Doncic - 28pts-15reb-10ast, 7/21FG - zaliczył 9 triple w karierze w PO, czym zrównał się na miejscach 9-10 listy all-time z Chamberlainem (dotąd dzielił miejsca 10-11 z Robertsonem), a jednocześnie szóste triple w tym postsezonie, co czyni go jednym z pięciu najlepszych w historii pod tym względem (Jokic 10, Chamberlain 7, Magic, Draymond Green i Doncic po 6 w jednych rozgrywkach). Co do skuteczności, jest to 7. w historii triple-double z tak słabą skutecznością i tyloma oddanymi rzutami, najgorszy w historii był Jokic w zeszłym sezonie z 8/29FG (27.6%). To teraz pytanie - czy większy (pozytywny) wpływ na wynik drużyny ma triple gracza, czy (negatywny) skuteczność poniżej 33.3%? Bilans w PO graczy z triplem i tak słabą skutecznością przy min. 21 oddanych rzutach to od dziś 7-2 :)

Highlights: Gobert 13-10, 4/5FG, KAT 25-5, 9/13FG (4/5 za 3), A. Edwards 29-10-9, Gafford 12-8-3(blk), 6/6FG, Hardy 13pts w 12min z ławki

Lowlights: Irving 16-2-4, 6/18FG (5/12 za 2 + 1/6 za 3)

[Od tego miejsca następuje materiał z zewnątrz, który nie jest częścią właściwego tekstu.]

use super::{TransportError, UpstreamClient};
use crate::config::{GatewayConfig, API_KEY_ENV};
use crate::types::ChatRequest;
use crate::{Error, ErrorContext, Result};
use async_trait::async_trait;
use reqwest::Proxy;
use std::time::Duration;
use tracing::{debug, warn};
use uuid::Uuid;

pub const DEFAULT_BASE_URL: &str = "https://api.openai.com/v1";
pub const CHAT_COMPLETIONS_PATH: &str = "/chat/completions";

/// OpenAI-compatible chat-completions client.
pub struct HttpUpstream {
    client: reqwest::Client,
    endpoint: String,
    api_key: Option<String>,
}

impl HttpUpstream {
    /// Build the client. A missing credential is not an error here; it surfaces on
    /// the first [`send`](UpstreamClient::send).
    pub fn new(config: &GatewayConfig) -> Result<Self> {
        let mut builder = reqwest::Client::builder()
            .timeout(config.timeout)
            .pool_max_idle_per_host(32)
            .pool_idle_timeout(Some(Duration::from_secs(90)));

        if let Some(ref proxy_url) = config.proxy_url {
            match Proxy::all(proxy_url) {
                Ok(proxy) => builder = builder.proxy(proxy),
                Err(e) => warn!(proxy = %proxy_url, error = %e, "ignoring invalid proxy url"),
            }
        }

        let client = builder.build().map_err(TransportError::Http)?;

        Ok(Self {
            client,
            endpoint: format!(
                "{}{}",
                config.base_url.trim_end_matches('/'),
                CHAT_COMPLETIONS_PATH
            ),
            api_key: config.api_key.clone().filter(|k| !k.trim().is_empty()),
        })
    }

    pub fn endpoint(&self) -> &str {
        &self.endpoint
    }

    pub fn has_credential(&self) -> bool {
        self.api_key.is_some()
    }
}

#[async_trait]
impl UpstreamClient for HttpUpstream {
    async fn send(&self, request: &ChatRequest) -> Result<serde_json::Value> {
        let api_key = self.api_key.as_deref().ok_or_else(|| {
            Error::configuration_with_context(
                format!("Missing {} environment variable", API_KEY_ENV),
                ErrorContext::new()
                    .with_field_path(API_KEY_ENV)
                    .with_source("http_upstream"),
            )
        })?;

        // Our own correlation id. Providers may ignore it.
        let request_id = Uuid::new_v4().to_string();
        let response = self
            .client
            .post(&self.endpoint)
            .bearer_auth(api_key)
            .header("x-request-id", &request_id)
            .json(&request.to_payload())
            .send()
            .await
            .map_err(|e| {
                let err = TransportError::Http(e);
                warn!(
                    request_id = %request_id,
                    timeout = err.is_timeout(),
                    error = %err,
                    "upstream unreachable"
                );
                err
            })?;

        let status = response.status();
        let body = response.text().await.map_err(TransportError::Http)?;

        if !status.is_success() {
            warn!(
                status = status.as_u16(),
                request_id = %request_id,
                body = %body,
                "upstream returned an error status"
            );
            return Err(Error::Upstream {
                status: status.as_u16(),
                body,
            });
        }

        debug!(status = status.as_u16(), request_id = %request_id, bytes = body.len(), "upstream replied");
        Ok(serde_json::from_str(&body)?)
    }

    fn name(&self) -> &'static str {
        "openai-http"
    }
}
//! Normalized chat response.

use serde::{Deserialize, Serialize};

/// The only success shape callers observe.
///
/// `content` is always a string; extraction failures yield `""`. `raw` keeps the
/// provider payload for diagnostics and is never serialized.
#[derive(Debug, Clone, PartialEq, Serialize, Deserialize)]
pub struct ChatResponse {
    pub content: String,
    #[serde(default)]
    pub cached: bool,
    #[serde(skip)]
    pub raw: Option<serde_json::Value>,
}

impl ChatResponse {
    pub fn new(content: impl Into<String>) -> Self {
        Self {
            content: content.into(),
            cached: false,
            raw: None,
        }
    }

    pub fn with_raw(mut self, raw: serde_json::Value) -> Self {
        self.raw = Some(raw);
        self
    }

    /// Copy of this response marked as served from the cache.
    pub fn as_cached(&self) -> Self {
        Self {
            cached: true,
            ..self.clone()
        }
    }

    /// Outbound body: `{"choices":[{"message":{"content":...}}]}`, plus `"cached": true` on a hit.
    pub fn to_body(&self) -> serde_json::Value {
        let mut body = serde_json::json!({
            "choices": [{ "message": { "content": self.content } }]
        });
        if self.cached {
            body["cached"] = serde_json::Value::Bool(true);
        }
        body
    }
}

Historycznie: oczywiście nikt nie wyszedł z 0-3, a tylko 9 zespołów (na 194 próby) wyszło z 1-3. Serii w położeniu Minnesoty (czyli zaczynając od meczów domowych LLLW) było w historii tylko 4. Domowe G5 wygrały potem 2 z nich, ostatnio w takiej sytuacji Celtics w finałach konferencji w poprzednim sezonie (którzy zrobili LLLW i potem WWL).